All types and sizes of organisations are at risk but some are targeted more than others namely on-line retailers, hospitals , financial services firms, hotel chains , educational establishments, and infrastructure organisations.
Management Special Interest Group (SIG) conducted extensive research into the dynamic issue of cyber threats to business, governments and global enterprises and have produced a practical guide for risk professionals and senior executives to help them understand the issues of cyber risk.
It is a concern that many companies still don’t have a full appreciation of cyber risk management and it is therefore important that this mentality is changed in today’s constantly changing business environment.

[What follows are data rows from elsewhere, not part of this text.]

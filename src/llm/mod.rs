//! LLM 层：客户端抽象与实现（OpenAI 兼容 / Mock），供生成、翻译、拆分等协作服务使用

pub mod message;
pub mod mock;
pub mod openai;
pub mod traits;

pub use message::{Message, Role};
pub use mock::MockLlmClient;
pub use openai::{OpenAiClient, DEEPSEEK_BASE_URL};
pub use traits::LlmClient;
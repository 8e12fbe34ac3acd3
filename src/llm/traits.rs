//! LLM 客户端抽象
//!
//! 所有后端（OpenAI 兼容 / Mock）实现 LlmClient；只用到非流式完成。

use async_trait::async_trait;

use crate::llm::Message;

#[async_trait]
pub trait LlmClient: Send + Sync {
    /// 非流式完成
    async fn complete(&self, messages: &[Message]) -> Result<String, String>;
}
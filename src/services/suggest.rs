//! 技能建议：按输入与技能 id 的词重叠推荐（保持注册顺序）

use async_trait::async_trait;

use crate::core::CollaboratorError;

#[async_trait]
pub trait SkillSuggester: Send + Sync {
    async fn suggest_skills(&self, text: &str) -> Result<Vec<String>, CollaboratorError>;
}

pub struct RegistrySuggester {
    skill_ids: Vec<String>,
    max_suggestions: usize,
}

impl RegistrySuggester {
    pub fn new(skill_ids: Vec<String>) -> Self {
        Self {
            skill_ids,
            max_suggestions: 3,
        }
    }
}

#[async_trait]
impl SkillSuggester for RegistrySuggester {
    async fn suggest_skills(&self, text: &str) -> Result<Vec<String>, CollaboratorError> {
        let words: Vec<String> = text
            .split(|c: char| !c.is_alphanumeric())
            .filter(|w| w.chars().count() > 3)
            .map(str::to_lowercase)
            .collect();
        Ok(self
            .skill_ids
            .iter()
            .filter(|id| {
                id.to_lowercase()
                    .split('_')
                    .filter(|part| part.chars().count() > 3)
                    .any(|part| words.iter().any(|w| w.starts_with(part) || part.starts_with(w.as_str())))
            })
            .take(self.max_suggestions)
            .cloned()
            .collect())
    }
}
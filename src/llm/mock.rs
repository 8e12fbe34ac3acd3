//! Mock LLM 客户端（用于测试与无 API Key 的场景）
//!
//! 默认回显最后一条 User 消息；可设固定回复或固定失败。

use async_trait::async_trait;

use crate::llm::{LlmClient, Message, Role};

#[derive(Debug, Default, Clone)]
pub struct MockLlmClient {
    reply: Option<String>,
    fail: bool,
}

impl MockLlmClient {
    pub fn with_reply(reply: impl Into<String>) -> Self {
        Self {
            reply: Some(reply.into()),
            fail: false,
        }
    }

    pub fn failing() -> Self {
        Self {
            reply: None,
            fail: true,
        }
    }
}

#[async_trait]
impl LlmClient for MockLlmClient {
    async fn complete(&self, messages: &[Message]) -> Result<String, String> {
        if self.fail {
            return Err("mock llm failure".to_string());
        }
        if let Some(reply) = &self.reply {
            return Ok(reply.clone());
        }
        let last_user = messages
            .iter()
            .rev()
            .find(|m| matches!(m.role, Role::User))
            .map(|m| m.content.as_str())
            .unwrap_or("(no input)");
        Ok(last_user.to_string())
    }
}
//! 用户通知（fire-and-forget）

use async_trait::async_trait;
use serde::Serialize;

use crate::core::CollaboratorError;

#[derive(Debug, Clone, PartialEq, Eq, Serialize)]
pub struct Notification {
    pub title: String,
    pub message: String,
}

#[async_trait]
pub trait Notifier: Send + Sync {
    async fn notify_user(
        &self,
        user_id: &str,
        notification: &Notification,
    ) -> Result<(), CollaboratorError>;
}

/// 只写日志的通知实现
#[derive(Debug, Default, Clone, Copy)]
pub struct TracingNotifier;

#[async_trait]
impl Notifier for TracingNotifier {
    async fn notify_user(
        &self,
        user_id: &str,
        notification: &Notification,
    ) -> Result<(), CollaboratorError> {
        tracing::info!(
            user = %user_id,
            title = %notification.title,
            "{}",
            notification.message
        );
        Ok(())
    }
}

No business is 100% secure from cyber crime or a data breach , businesses should allocate adequate resources to build a high level resilience able to combat the majority of threats.
In assessing a comprehensive risk management plan a business should draw up a list of what they consider to be their main risks and then how they wish to protect them.
Typical risks that should be reviewed are as follows:-
- The value of their intellectual property
- Where is their data held and what type of data is it ?
- Does the company rely on third party providers for technology or services ?
- Contractually what recourse does a business have to a third party provider in the event of technology incident of security breach?
- Does the business use a cloud provider ?
- How old is the businesses software , is this patched regularly , when was the software last upgraded ?
- How secure are business’s anti-virus firewalls, when were they last tested by an outside penetration testing company ?
- Does the business utilize intrusion detection devices?
- Are the employees trained to deal with an attempt to access your network ? would they recognize a phishing attack ?
In response to this the following are good starting points to manage these cyber risks :-
- Consider the appointment of a cyber security specialist to carry out an external review.
- Ensure the businesses continuity plan (BCP) is update.
- Ensure a disaster recovery plan (DRP) is in place.
- Assess the need for cyber liability insurance to manage cyber risks that you consider still pose a security threat to the business.
Cyber risk management is very much a moving target as hackers become more sophisticated in their attacks and techniques , anti-virus software that may have been effective six months ago could be outdated now so it is very important that business try and stay ahead of cyber threats in this dynamic environment.